Who Will Decide the Midterm Elections?
In the fall of 2016, when most other pundits were confidently predicting a clear victory for Hillary Clinton, one analyst offered an alternative scenario.
Not a prediction, he readily admitted, but a possibility: There was “an unusually high chance,” David Wasserman wrote, that Donald Trump could win the Electoral College while losing the popular vote — basically, Democrats’ version of the apocalypse.”
Several of Trump’s “worst demographic groups happen to be concentrated in states, such as California, New York, Texas and Utah, that are either not competitive or aren’t on Trump’s must-win list,” Wasserman wrote. “Conversely, whites without a college degree — one of Trump’s strongest groups — represent a huge bloc in three blue states he would need to turn red to have the best chance of winning 270 electoral votes: Florida, Ohio and Pennsylvania.”
On the strength of that assessment alone, Wasserman, who covers House elections for The Cook Political Report, established himself as an analyst of rare gifts. And, as he trains his sights on the upcoming midterms, Wasserman continues to cultivate his sources. A few weeks back, he was handicapping the November races with an incumbent Republican who represents a congressional district that voted for Clinton in 2016.

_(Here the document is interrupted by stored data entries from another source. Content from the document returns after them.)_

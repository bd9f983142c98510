#![doc = include_str!("../README.md")]
#![warn(clippy::all)]

//! Fairfound Agents - orchestration and learning core for explainable profile scoring
//!
//! This library runs a set of analysis agents over a freelancer profile in
//! dependency order and combines their outputs into one explainable score.
//!
//! ## Features
//! - Capability/dependency registry with deterministic topological planning
//! - Orchestrator with per-agent timeouts, retries, fallbacks and cancellation
//! - Event bus with bounded history
//! - Case memory with similarity retrieval and review outcomes
//! - Rolling-window monitoring with anomaly alerts
//! - Consensus engine and an iterative confidence loop for the judge
//! - Adaptive weight learning from human reviews
//!
//! ## Usage
//! ```rust,no_run
//! use fairfound_agents::api::{JobManager, JobRequest};
//! use fairfound_agents::Config;
//! use serde_json::json;
//! use std::time::Duration;
//!
//! async fn example() -> fairfound_agents::Result<()> {
//!     let manager = JobManager::new(Config::default())?;
//!     let job_id = manager
//!         .submit_job(JobRequest {
//!             user_id: "user-1".to_string(),
//!             input: json!({ "form_fields": { "skills": ["React", "CSS"], "experience_years": 1 } }),
//!         })
//!         .await?;
//!     let result = manager.wait_for(&job_id, Duration::from_secs(30)).await?;
//!     println!("final score: {:?}", result.final_score);
//!     Ok(())
//! }
//! ```

/// Agent trait, context and the built-in agents
pub mod agents;
/// Job manager exposing the operational surface
pub mod api;
/// Configuration loading and validation
pub mod config;
/// Opinion reconciliation
pub mod consensus;
/// Error handling types and utilities
pub mod error;
/// Event bus and lifecycle events
pub mod events;
/// Human-readable score explanations
pub mod explainer;
/// Confidence loop and judges
pub mod judge;
/// Adaptive weight learning
pub mod learning;
/// Logging configuration and utilities
pub mod logging;
/// Case memory
pub mod memory;
/// Pipeline counters and timers
pub mod metrics;
/// Rolling-window monitoring and alerts
pub mod monitoring;
/// Dependency-ordered pipeline execution
pub mod orchestrator;
/// Agent catalog and planning
pub mod registry;
/// Scoring rubric, tiers and benchmarks
pub mod scoring;
/// Utilities (retry helpers)
pub mod utils;

// Re-export common types
pub use agents::{Agent, AgentContext, AgentOutput};
pub use api::{JobManager, JobRequest, JobStatus};
pub use config::Config;
pub use error::{AgentError, Result};
pub use events::{AgentEvent, EventBus, EventType};
pub use orchestrator::{AgentResult, AgentStatus, Orchestrator, PipelineResult, PipelineStatus};
pub use registry::{AgentDescriptor, AgentKind, AgentRegistry};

The unnamed Republican saw it this way: forty percent of his constituents hate Donald Trump, and 40 percent love Donald Trump. “And then there are 20 percent who are ‘normal people,’” the congressman said, “and these normal people will decide the election.”
As tempting as it might be to view the midterms that way, Wasserman knows that our elections do not lend themselves to such tidy mapping. A speaker at the Council’s Spring Executive Board meeting in mid-April, he has “knowledge of the nooks and crannies of political geography [that] can make him seem like a local,” says FiveThirtyEight.com’s Nate Silver.
A member of NBC News’ Election Night Decision Desk since 2008, the “scrupulously nonpartisan” Wasserman is hedging his bets this time, though he will say this with confidence: In the Senate, “the battlegrounds are in red rural areas where the Democrats are on the defensive.” In the House, “the swing districts are in suburbs where the Republicans are on the defensive.” In Senate races, Wasserman gives “a slight edge” to the GOP. But in the House, where some 30 Republicans have announced their retirements and suburban voters are more important, the edge goes to the Democrats.
Two Groups to Watch
Two groups in particular bear watching.
First are the “Angry Female College Graduates,” a demographic he began to look at this past fall, but with a difference. Back then, there was no gender component. Today, perhaps in understandable response to months of me-too movement outrage, college-educated women are especially motivated.
They tend to be Democrats, Wasserman says, and many Trump voters don’t seem likely to vote in mid-term elections when Trump himself isn’t on the ballot. Also, Trump voters “feel no allegiance to GOP leaders in Congress like Mitch McConnell and Paul Ryan, or to the Republican Party itself.”
By the same token, many of the Democrats running for Congress are 45 years or younger “and feel no loyalty to the Democratic leadership in Washington.” This is not good news for Nancy Pelosi or other Democratic leaders, including Joe Biden, Bernie Sanders and Elizabeth Warren, who will all be in their 70s in November.
The second group to keep your eye on is composed of what Wasserman calls “Roseanne Democrats.” Unlike the first group, these are voters that do not have college educations. Their loyalty to the Democratic Party is as shaky as that of Trump voters to the GOP. Roseanne Democrats, who are usually white, tend to identify with the Democratic Party because, for decades, it was seen as the party of the working class.” They are put off by the Republican Party, which they see as “Bible thumpers who want to impose their morality on everybody else.”
David Wasserman, speaking at the Council’s Spring Executive Meeting
Roseanne Democrats “don’t care about sex scandals,” Wasserman says. “These voters supported Bill Clinton in spite of his scandals, and they voted for Trump with no illusions about the propriety of his personal life. They vote on pocketbook issues. Unfortunately for the Democrats, the party leadership doesn’t seem to pay attention to them, and they will be the swing voters of 2018.”
Don’t look for a more temperate, civil debate in the months to come — not on the campaign trail or once a new Congress is seated. Polarization will persist, though not necessarily for the same reasons many political observers and informed citizens assume.
While gerrymandering is a concern, Wasserman sees a more significant factor driving this discord. “While it is true that the number of competitive districts is in decline, the decline is not chiefly the result of gerrymandering,” he says. “Studies show that this shift is really the result of our own choices about where we live. We live in self-selected neighborhoods where, politically, people think alike, which means the districts are dominated by one or the other political party.”
Gerrymandering is not unimportant, but “the self-sorting that results in uncompetitive districts is a bigger factor. Gerrymandering only compounds the problem.” That means, of course, that there will be surprises in store in November, but an end to polarization is not likely to be one of them.